THE PROBLEM
Scan the records below for the word "types". Copy each line where it appears.

Segment Open

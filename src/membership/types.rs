use axum::http::StatusCode;
use serde::{Deserialize, Serialize};

/// A single gym membership.
///
/// `email` identifies the record and never changes after registration.
/// Cancellation only flips `is_active`; records are never removed.
#[derive(Debug, Clone, Serialize, Deserialize, PartialEq, Eq)]
#[serde(rename_all = "camelCase")]
pub struct Member {
    pub name: String,
    pub email: String,
    pub start_date: String,
    pub is_active: bool,
}

impl Member {
    pub fn new(name: String, email: String, start_date: String) -> Self {
        Self {
            name,
            email,
            start_date,
            is_active: true,
        }
    }
}

/// Errors returned by registry operations.
///
/// The `Display` text is sent to clients verbatim as the `error` field.
#[derive(Debug, Clone, PartialEq, Eq, thiserror::Error)]
pub enum MembershipError {
    #[error("Name, email, and start date are required.")]
    FieldsRequired,

    #[error("New start date is required.")]
    StartDateRequired,

    #[error("Membership already exists for this email.")]
    Duplicate,

    #[error("No membership found for this email.")]
    NotFound,
}

impl MembershipError {
    pub fn status_code(&self) -> StatusCode {
        match self {
            MembershipError::FieldsRequired
            | MembershipError::StartDateRequired
            | MembershipError::Duplicate => StatusCode::BAD_REQUEST,
            MembershipError::NotFound => StatusCode::NOT_FOUND,
        }
    }
}
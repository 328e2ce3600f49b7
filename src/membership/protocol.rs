//! Membership HTTP Protocol
//!
//! Endpoint paths and the JSON bodies exchanged with clients.
//!
//! Request fields are optional at the serde level so that an absent field
//! and an empty string both reach the registry's presence checks instead of
//! failing deserialization.

use serde::{Deserialize, Serialize};

use super::types::Member;

// --- API Endpoints ---

/// Public endpoint for creating a membership.
pub const ENDPOINT_REGISTER: &str = "/register";
/// Collection of active memberships.
pub const ENDPOINT_MEMBERS: &str = "/members";
/// Same listing with a trailing slash.
pub const ENDPOINT_MEMBERS_SLASH: &str = "/members/";
/// A single membership, addressed by email.
pub const ENDPOINT_MEMBER: &str = "/members/:email";

// --- Response Messages ---

pub const MSG_REGISTERED: &str = "Membership registered successfully.";
pub const MSG_START_DATE_UPDATED: &str = "Membership start date updated successfully.";
pub const MSG_CANCELED: &str = "Membership canceled successfully.";
pub const MSG_ROUTE_NOT_FOUND: &str = "Route not found.";

// --- Data Transfer Objects ---

/// Body of `POST /register`.
#[derive(Debug, Default, Serialize, Deserialize)]
#[serde(rename_all = "camelCase")]
pub struct RegisterRequest {
    #[serde(default)]
    pub name: Option<String>,
    #[serde(default)]
    pub email: Option<String>,
    #[serde(default)]
    pub start_date: Option<String>,
}

/// Body of `PUT /members/:email`.
#[derive(Debug, Default, Serialize, Deserialize)]
#[serde(rename_all = "camelCase")]
pub struct UpdateStartDateRequest {
    #[serde(default)]
    pub new_start_date: Option<String>,
}

/// Confirmation returned by every mutating endpoint.
#[derive(Debug, Serialize, Deserialize)]
pub struct MemberResponse {
    pub message: String,
    pub member: Member,
}

impl MemberResponse {
    pub fn new(message: &str, member: Member) -> Self {
        Self {
            message: message.to_string(),
            member,
        }
    }
}

/// Body of every failed request.
#[derive(Debug, Serialize, Deserialize)]
pub struct ErrorResponse {
    pub error: String,
}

Segment Closed

SOLVED EXERCISE
filename src/membership/types.rs
use super::types::Member;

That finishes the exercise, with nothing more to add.